=== MATERIAL FOR THIS TASK ===

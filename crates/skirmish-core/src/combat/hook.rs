//! The combat hook: one tick of a fight.
//!
//! [`CombatHookTask`] fires every tick while its session is active and walks
//! a fixed list of checks. Each check may let evaluation continue, end this
//! tick (`Yield`), or end the session's hook for good (`Terminate`). The
//! order matters and is part of the contract:
//!
//! 1. cooldown
//! 2. target validity
//! 3. engagement legality
//! 4. retreat
//! 5. liveness
//! 6. attack timer
//! 7. range
//! 8. strategy precondition
//! 9. hit computation
//! 10. mitigation
//! 11. damage aggregation
//! 12. dispatch
//! 13. re-arm

use heartbeat::{Cadence, Spawner, Submit, Task, TaskContext, TaskError};

use super::hit_task::HitApplicationTask;
use super::mitigation::mitigate;
use super::session::{disengage, reset_session};
use super::strategy::Strategy;
use crate::entity::{EntityId, Facing};
use crate::error::CombatError;
use crate::event::{CombatEvent, Refusal, ResetReason};
use crate::notify::{ALREADY_UNDER_ATTACK, TARGET_ALREADY_UNDER_ATTACK, TARGET_NOT_IN_WILDERNESS};
use crate::world::World;

/// Repeating task driving one entity's combat session.
#[derive(Debug, Clone, Copy, PartialEq, Eq)]
pub struct CombatHookTask {
    attacker: EntityId,
}

impl CombatHookTask {
    /// A hook for `attacker`'s session.
    #[must_use]
    pub const fn new(attacker: EntityId) -> Self {
        Self { attacker }
    }

    /// Owner of the session.
    #[must_use]
    pub const fn attacker(&self) -> EntityId {
        self.attacker
    }
}

impl Task<World> for CombatHookTask {
    fn name(&self) -> &'static str {
        "combat_hook"
    }

    fn cadence(&self) -> Cadence {
        Cadence::every(1)
    }

    fn run(&mut self, cx: &mut TaskContext<'_, World>) -> Result<(), TaskError> {
        let now = cx.tick();
        let (world, spawner) = cx.parts();
        let outcome = Hook {
            world,
            spawner,
            attacker: self.attacker,
            now,
        }
        .evaluate();

        match outcome {
            Ok(Flow::Terminate) => {
                cx.cancel();
                Ok(())
            }
            Ok(_) => Ok(()),
            Err(error) => {
                if let Err(reset) = reset_session(cx.state, now, self.attacker, ResetReason::Invariant) {
                    tracing::debug!(tick = now, %reset, "session already gone");
                }
                cx.cancel();
                Err(error.into())
            }
        }
    }
}

/// Result of one check.
#[derive(Debug, Clone, Copy, PartialEq, Eq)]
enum Flow {
    /// Go on to the next check.
    Proceed,
    /// Nothing more this tick.
    Yield,
    /// Stop the hook.
    Terminate,
}

/// Runs `$check` and returns from the enclosing function unless it proceeds.
macro_rules! check {
    ($check:expr) => {
        match $check {
            Flow::Proceed => {}
            flow => return Ok(flow),
        }
    };
}

/// One evaluation of a hook, borrowing the world for the duration of a tick.
struct Hook<'a> {
    world: &'a mut World,
    spawner: &'a mut Spawner<World>,
    attacker: EntityId,
    now: u64,
}

impl Hook<'_> {
    fn evaluate(&mut self) -> Result<Flow, CombatError> {
        check!(self.cooldown());
        let target = self.target()?;
        check!(self.target_validity(target));
        self.refresh_strategy();
        check!(self.engagement(target));
        check!(self.retreat(target));
        check!(self.liveness(target));
        check!(self.countdown());
        check!(self.in_range(target));
        Ok(self.strike(target))
    }

    // -------------------------------------------------------------------------
    // 1. Cooldown
    // -------------------------------------------------------------------------

    fn cooldown(&mut self) -> Flow {
        let Some(attacker) = self.world.get_mut(self.attacker) else {
            return Flow::Terminate;
        };
        if !attacker.session().cooldown_active() {
            return Flow::Proceed;
        }
        let retaliates = attacker.auto_retaliates();
        if attacker.session_mut().tick_cooldown() == 0 {
            self.reset(ResetReason::CooldownExpired);
            return Flow::Terminate;
        }
        if retaliates {
            Flow::Proceed
        } else {
            Flow::Yield
        }
    }

    fn target(&self) -> Result<EntityId, CombatError> {
        self.world
            .get(self.attacker)
            .and_then(|a| a.session().target())
            .ok_or(CombatError::NoTarget(self.attacker))
    }

    // -------------------------------------------------------------------------
    // 2. Target validity
    // -------------------------------------------------------------------------

    fn target_validity(&mut self, target: EntityId) -> Flow {
        let Some(victim) = self.world.get(target) else {
            self.disengage(ResetReason::TargetUnreachable);
            return Flow::Terminate;
        };
        if victim.is_teleporting() {
            self.disengage(ResetReason::TargetUnreachable);
            return Flow::Terminate;
        }

        let both_players = victim.is_player() && self.is_player(self.attacker);
        let outside_wilderness = !self.world.zones().in_wilderness(victim.position());
        if both_players && self.world.config().pvp_requires_wilderness && outside_wilderness {
            self.world.notify(self.attacker, TARGET_NOT_IN_WILDERNESS);
            self.disengage(ResetReason::TargetLeftWilderness);
            return Flow::Terminate;
        }
        Flow::Proceed
    }

    /// Players fight with whatever they hold right now; NPCs keep the
    /// strategy captured when the session started.
    fn refresh_strategy(&mut self) {
        if let Some(attacker) = self.world.get_mut(self.attacker) {
            if attacker.is_player() {
                let strategy = Strategy::determine(attacker);
                attacker.session_mut().set_strategy(strategy);
            }
        }
    }

    // -------------------------------------------------------------------------
    // 3. Engagement legality
    // -------------------------------------------------------------------------

    fn engagement(&mut self, target: EntityId) -> Flow {
        let (Some(attacker), Some(victim)) = (self.world.get(self.attacker), self.world.get(target))
        else {
            return Flow::Proceed;
        };
        if attacker.is_npc() && !self.world.config().single_combat_for_npcs {
            return Flow::Proceed;
        }

        let zones = self.world.zones();
        let window = self.world.config().combat_window_ticks;
        let attacker_busy = !zones.in_multi_combat(attacker.position())
            && attacker.is_being_attacked(self.now, window)
            && attacker.session().last_attacker() != Some(target);
        let target_busy = !zones.in_multi_combat(victim.position())
            && victim.is_being_attacked(self.now, window)
            && victim.session().last_attacker() != Some(self.attacker);

        let refusal = if attacker_busy {
            Refusal::AttackerBusy
        } else if target_busy {
            Refusal::TargetBusy
        } else {
            return Flow::Proceed;
        };

        if attacker.is_player() {
            let message = match refusal {
                Refusal::AttackerBusy => ALREADY_UNDER_ATTACK,
                Refusal::TargetBusy => TARGET_ALREADY_UNDER_ATTACK,
            };
            self.world.notify(self.attacker, message);
        }
        tracing::debug!(tick = self.now, attacker = %self.attacker, %target, ?refusal, "engagement refused");
        self.world.record(CombatEvent::EngagementRefused {
            tick: self.now,
            attacker: self.attacker,
            target,
            refusal,
        });
        self.disengage(ResetReason::Engagement);
        Flow::Terminate
    }

    // -------------------------------------------------------------------------
    // 4. Retreat
    // -------------------------------------------------------------------------

    fn retreat(&mut self, target: EntityId) -> Flow {
        let config = *self.world.config();
        let (Some(attacker), Some(victim)) = (self.world.get(self.attacker), self.world.get(target))
        else {
            return Flow::Proceed;
        };
        let Some(npc) = attacker.as_npc() else {
            return Flow::Proceed;
        };
        if !npc.retreats || attacker.position().within_distance(npc.origin, config.retreat_radius) {
            return Flow::Proceed;
        }
        let target_passive = victim.session().cooldown_active()
            || !victim.is_being_attacked(self.now, config.combat_window_ticks);
        if !target_passive {
            return Flow::Proceed;
        }

        let origin = npc.origin;
        self.disengage(ResetReason::Retreat);
        if let Some(attacker) = self.world.get_mut(self.attacker) {
            attacker.walk_to(origin);
        }
        tracing::debug!(tick = self.now, entity = %self.attacker, "npc retreating");
        self.world.record(CombatEvent::Retreated {
            tick: self.now,
            entity: self.attacker,
        });
        Flow::Terminate
    }

    // -------------------------------------------------------------------------
    // 5. Liveness
    // -------------------------------------------------------------------------

    fn liveness(&mut self, target: EntityId) -> Flow {
        let (Some(attacker), Some(victim)) = (self.world.get(self.attacker), self.world.get(target))
        else {
            return Flow::Terminate;
        };
        if attacker.is_unregistered() || victim.is_unregistered() {
            self.reset(ResetReason::Unregistered);
            return Flow::Terminate;
        }
        if attacker.is_dead() {
            return Flow::Terminate;
        }
        if victim.is_dead() {
            self.disengage(ResetReason::TargetDied);
            return Flow::Terminate;
        }
        Flow::Proceed
    }

    // -------------------------------------------------------------------------
    // 6. Attack timer
    // -------------------------------------------------------------------------

    fn countdown(&mut self) -> Flow {
        let Some(attacker) = self.world.get_mut(self.attacker) else {
            return Flow::Terminate;
        };
        if attacker.session_mut().tick_attack_timer() > 0 {
            Flow::Yield
        } else {
            Flow::Proceed
        }
    }

    // -------------------------------------------------------------------------
    // 7. Range
    // -------------------------------------------------------------------------

    fn in_range(&self, target: EntityId) -> Flow {
        let (Some(attacker), Some(victim)) = (self.world.get(self.attacker), self.world.get(target))
        else {
            return Flow::Terminate;
        };
        let mut distance = self.strategy().required_distance();
        if attacker.is_running() && !attacker.is_movement_locked() {
            distance += self.world.config().run_range_bonus;
        }
        if attacker.position().within_distance(victim.position(), distance) {
            Flow::Proceed
        } else {
            Flow::Yield
        }
    }

    // -------------------------------------------------------------------------
    // 8-13. Strike
    // -------------------------------------------------------------------------

    fn strike(&mut self, target: EntityId) -> Flow {
        let strategy = self.strategy();
        let config = *self.world.config();

        // 8
        let prepared = self
            .world
            .get_mut(self.attacker)
            .is_some_and(|attacker| strategy.prepare_attack(attacker));
        if !prepared {
            self.disengage(ResetReason::StrategyDeclined);
            return Flow::Terminate;
        }

        // 9, 10
        let Some((attacker, victim, rng)) = self.world.combatants(self.attacker, target) else {
            return Flow::Terminate;
        };
        let outcome = strategy.attack(attacker, victim, rng).map(|mut outcome| {
            let negated = mitigate(attacker, victim, &mut outcome, &config, rng);
            (outcome, negated)
        });

        if let Some((outcome, negated)) = outcome {
            if negated {
                self.world.record(CombatEvent::Negated {
                    tick: self.now,
                    attacker: self.attacker,
                    target,
                    style: outcome.style(),
                });
            }

            // 11, 12
            let style = outcome.style();
            let delay = config.hit_delay(style);
            let immediate = config.lands_same_tick(style);
            let total = outcome.total_damage();
            self.spawner.submit(HitApplicationTask::new(
                self.attacker,
                target,
                &outcome,
                delay,
                immediate,
            ));
            tracing::debug!(
                tick = self.now,
                attacker = %self.attacker,
                %target,
                %style,
                total,
                delay,
                "hit dispatched"
            );
            self.world.record(CombatEvent::HitDispatched {
                tick: self.now,
                attacker: self.attacker,
                target,
                style,
                sub_hits: outcome.hits().len(),
                total,
                delay,
                immediate,
            });
        }

        // 13
        self.rearm(target, strategy.recovery_ticks(), config.cooldown_ticks);
        Flow::Yield
    }

    fn rearm(&mut self, target: EntityId, recovery: u32, cooldown_ticks: u32) {
        let now = self.now;
        let Some(victim) = self.world.get_mut(target) else {
            return;
        };
        victim.session_mut().set_last_attacker(Some(self.attacker));
        victim.reset_last_combat(now);
        victim.session_mut().refresh_cooldown(cooldown_ticks);
        let facing = Facing::Position(victim.position());

        if let Some(attacker) = self.world.get_mut(self.attacker) {
            attacker.session_mut().set_attack_timer(recovery);
            attacker.reset_last_fight(now);
            attacker.face(facing);
        }
    }

    // -------------------------------------------------------------------------
    // Helpers
    // -------------------------------------------------------------------------

    fn strategy(&self) -> Strategy {
        self.world
            .get(self.attacker)
            .map(|a| a.session().strategy().unwrap_or_else(|| a.loadout()))
            .unwrap_or_default()
    }

    fn is_player(&self, id: EntityId) -> bool {
        self.world.get(id).is_some_and(|e| e.is_player())
    }

    fn reset(&mut self, reason: ResetReason) {
        if let Err(error) = reset_session(self.world, self.now, self.attacker, reason) {
            tracing::debug!(tick = self.now, %error, ?reason, "reset skipped");
        }
    }

    fn disengage(&mut self, reason: ResetReason) {
        if let Err(error) = disengage(self.world, self.now, self.attacker, reason) {
            tracing::debug!(tick = self.now, %error, ?reason, "disengage skipped");
        }
    }
}
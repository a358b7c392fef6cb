//! Task abstraction: one recurring or one-shot unit of delayed logic.
//!
//! A [`Task`] exposes its firing [`Cadence`] and a single callback,
//! [`Task::run`]. Identity and cancellation live in the shared
//! [`TaskHandle`] returned at submission, so collaborators can cancel a task
//! they do not own.

use std::fmt;
use std::sync::atomic::{AtomicBool, Ordering};
use std::sync::Arc;

use crate::error::TaskError;

// =============================================================================
// Identity & cancellation
// =============================================================================

/// Opaque, scheduler-unique task identifier.
#[derive(Copy, Clone, PartialEq, Eq, PartialOrd, Ord, Hash)]
pub struct TaskId(u64);

impl TaskId {
    /// Returns the raw identifier value.
    #[must_use]
    pub const fn as_u64(self) -> u64 {
        self.0
    }
}

impl fmt::Debug for TaskId {
    fn fmt(&self, f: &mut fmt::Formatter<'_>) -> fmt::Result {
        write!(f, "TaskId({})", self.0)
    }
}

impl fmt::Display for TaskId {
    fn fmt(&self, f: &mut fmt::Formatter<'_>) -> fmt::Result {
        write!(f, "{}", self.0)
    }
}

/// Shared handle to a scheduled task.
///
/// Cloning the handle shares the same cancellation flag. Cancellation is
/// one-way: once set it is never cleared, and the scheduler will not invoke
/// the task again.
#[derive(Clone)]
pub struct TaskHandle {
    id: TaskId,
    cancelled: Arc<AtomicBool>,
}

impl TaskHandle {
    fn new(id: TaskId) -> Self {
        Self {
            id,
            cancelled: Arc::new(AtomicBool::new(false)),
        }
    }

    /// Returns the task identifier.
    #[must_use]
    pub fn id(&self) -> TaskId {
        self.id
    }

    /// Marks the task as cancelled.
    pub fn cancel(&self) {
        self.cancelled.store(true, Ordering::Release);
    }

    /// Returns `true` once [`cancel`](Self::cancel) has been called.
    #[must_use]
    pub fn is_cancelled(&self) -> bool {
        self.cancelled.load(Ordering::Acquire)
    }
}

impl fmt::Debug for TaskHandle {
    fn fmt(&self, f: &mut fmt::Formatter<'_>) -> fmt::Result {
        f.debug_struct("TaskHandle")
            .field("id", &self.id)
            .field("cancelled", &self.is_cancelled())
            .finish()
    }
}

impl PartialEq for TaskHandle {
    fn eq(&self, other: &Self) -> bool {
        self.id == other.id
    }
}

impl Eq for TaskHandle {}

// =============================================================================
// Cadence
// =============================================================================

/// How often a task fires.
///
/// `interval` is the number of ticks between firings and is always at least
/// one. A non-repeating task is retired after its first firing. An immediate
/// task fires once in the pass that admits it, then counts its interval from
/// there.
#[derive(Debug, Copy, Clone, PartialEq, Eq)]
pub struct Cadence {
    interval: u32,
    repeat: bool,
    immediate: bool,
}

impl Cadence {
    /// Fires every `interval` ticks until cancelled.
    #[must_use]
    pub const fn every(interval: u32) -> Self {
        Self {
            interval: clamp_interval(interval),
            repeat: true,
            immediate: false,
        }
    }

    /// Fires once, `delay` ticks after admission.
    #[must_use]
    pub const fn once(delay: u32) -> Self {
        Self {
            interval: clamp_interval(delay),
            repeat: false,
            immediate: false,
        }
    }

    /// Also fires in the same pass the task is admitted.
    #[must_use]
    pub const fn immediately(mut self, immediate: bool) -> Self {
        self.immediate = immediate;
        self
    }

    /// Ticks between firings (`>= 1`).
    #[must_use]
    pub const fn interval(self) -> u32 {
        self.interval
    }

    /// Whether the task keeps firing after the first time.
    #[must_use]
    pub const fn repeats(self) -> bool {
        self.repeat
    }

    /// Whether the task fires as soon as it is admitted.
    #[must_use]
    pub const fn is_immediate(self) -> bool {
        self.immediate
    }
}

const fn clamp_interval(interval: u32) -> u32 {
    if interval == 0 {
        1
    } else {
        interval
    }
}

// =============================================================================
// Task
// =============================================================================

/// A unit of delayed logic operating on shared state `C`.
///
/// # Example
///
/// ```
/// use heartbeat::{Cadence, Task, TaskContext, TaskError};
///
/// struct Regenerate {
///     amount: u32,
/// }
///
/// impl Task<u32> for Regenerate {
///     fn cadence(&self) -> Cadence {
///         Cadence::every(10)
///     }
///
///     fn run(&mut self, cx: &mut TaskContext<'_, u32>) -> Result<(), TaskError> {
///         *cx.state = cx.state.saturating_add(self.amount);
///         Ok(())
///     }
/// }
/// ```
pub trait Task<C> {
    /// Name used in log records.
    fn name(&self) -> &'static str {
        std::any::type_name::<Self>()
    }

    /// Firing schedule, queried once at submission.
    fn cadence(&self) -> Cadence;

    /// Callback invoked each time the interval elapses.
    ///
    /// # Errors
    ///
    /// Any error is logged by the scheduler and cancels this task. It never
    /// reaches the caller of [`Scheduler::tick`](crate::Scheduler::tick).
    fn run(&mut self, cx: &mut TaskContext<'_, C>) -> Result<(), TaskError>;
}

// =============================================================================
// Submission
// =============================================================================

/// Something tasks can be submitted to.
///
/// Implemented by [`Scheduler`](crate::Scheduler) for submissions made
/// between ticks and by [`Spawner`] for submissions made from inside a
/// running callback.
pub trait Submit<C> {
    /// Registers a boxed task and returns its handle.
    fn submit_boxed(&mut self, task: Box<dyn Task<C>>) -> TaskHandle;

    /// Registers a task and returns its handle.
    fn submit<T>(&mut self, task: T) -> TaskHandle
    where
        T: Task<C> + 'static,
        Self: Sized,
    {
        self.submit_boxed(Box::new(task))
    }
}

/// A task waiting in the scheduler, together with its countdown state.
pub(crate) struct Entry<C> {
    pub(crate) handle: TaskHandle,
    pub(crate) task: Box<dyn Task<C>>,
    pub(crate) cadence: Cadence,
    pub(crate) elapsed: u32,
}

/// Queue of tasks submitted but not yet admitted by the scheduler.
pub struct Spawner<C> {
    next_id: u64,
    queue: Vec<Entry<C>>,
}

impl<C> Spawner<C> {
    pub(crate) fn new() -> Self {
        Self {
            next_id: 0,
            queue: Vec::new(),
        }
    }

    /// Number of tasks waiting for admission.
    #[must_use]
    pub fn len(&self) -> usize {
        self.queue.len()
    }

    /// Returns `true` when nothing is waiting for admission.
    #[must_use]
    pub fn is_empty(&self) -> bool {
        self.queue.is_empty()
    }

    pub(crate) fn drain(&mut self) -> Vec<Entry<C>> {
        std::mem::take(&mut self.queue)
    }

    /// Removes and returns the waiting tasks flagged as immediate.
    pub(crate) fn drain_immediate(&mut self) -> Vec<Entry<C>> {
        let (now, later): (Vec<_>, Vec<_>) = self
            .drain()
            .into_iter()
            .partition(|entry| entry.cadence.is_immediate());
        self.queue = later;
        now
    }

    pub(crate) fn contains(&self, id: TaskId) -> bool {
        self.queue.iter().any(|entry| entry.handle.id() == id)
    }
}

impl<C> Submit<C> for Spawner<C> {
    fn submit_boxed(&mut self, task: Box<dyn Task<C>>) -> TaskHandle {
        let handle = TaskHandle::new(TaskId(self.next_id));
        self.next_id += 1;
        let cadence = task.cadence();
        tracing::trace!(task = task.name(), id = %handle.id(), ?cadence, "task submitted");
        self.queue.push(Entry {
            handle: handle.clone(),
            task,
            cadence,
            elapsed: 0,
        });
        handle
    }
}

impl<C> fmt::Debug for Spawner<C> {
    fn fmt(&self, f: &mut fmt::Formatter<'_>) -> fmt::Result {
        f.debug_struct("Spawner")
            .field("next_id", &self.next_id)
            .field("queued", &self.queue.len())
            .finish()
    }
}

// =============================================================================
// Task Context
// =============================================================================

/// Everything a callback can reach while it runs.
///
/// `state` is the shared simulation state. Follow-up tasks go through
/// [`submit`](Self::submit) (or [`parts`](Self::parts) when the state and the
/// spawner are needed together) and are admitted on the next tick unless
/// immediate.
pub struct TaskContext<'a, C> {
    /// Shared simulation state.
    pub state: &'a mut C,
    tick: u64,
    handle: &'a TaskHandle,
    spawner: &'a mut Spawner<C>,
}

impl<'a, C> TaskContext<'a, C> {
    pub(crate) fn new(
        state: &'a mut C,
        tick: u64,
        handle: &'a TaskHandle,
        spawner: &'a mut Spawner<C>,
    ) -> Self {
        Self {
            state,
            tick,
            handle,
            spawner,
        }
    }

    /// The tick currently being processed.
    #[must_use]
    pub fn tick(&self) -> u64 {
        self.tick
    }

    /// Handle of the running task.
    #[must_use]
    pub fn handle(&self) -> &TaskHandle {
        self.handle
    }

    /// Cancels the running task. It is retired once this callback returns.
    pub fn cancel(&self) {
        self.handle.cancel();
    }

    /// Submits a follow-up task.
    pub fn submit<T>(&mut self, task: T) -> TaskHandle
    where
        T: Task<C> + 'static,
    {
        self.spawner.submit(task)
    }

    /// Splits the context into the shared state and the spawner.
    pub fn parts(&mut self) -> (&mut C, &mut Spawner<C>) {
        (&mut *self.state, &mut *self.spawner)
    }
}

===

PROBLEM REQUIREMENTS -> Every line containing the string "tasks" is required; copy each such line from the data.

ANSWER SECTION ->
/// Something tasks can be submitted to.
/// Queue of tasks submitted but not yet admitted by the scheduler.
    /// Number of tasks waiting for admission.
    /// Removes and returns the waiting tasks flagged as immediate.
/// `state` is the shared simulation state. Follow-up tasks go through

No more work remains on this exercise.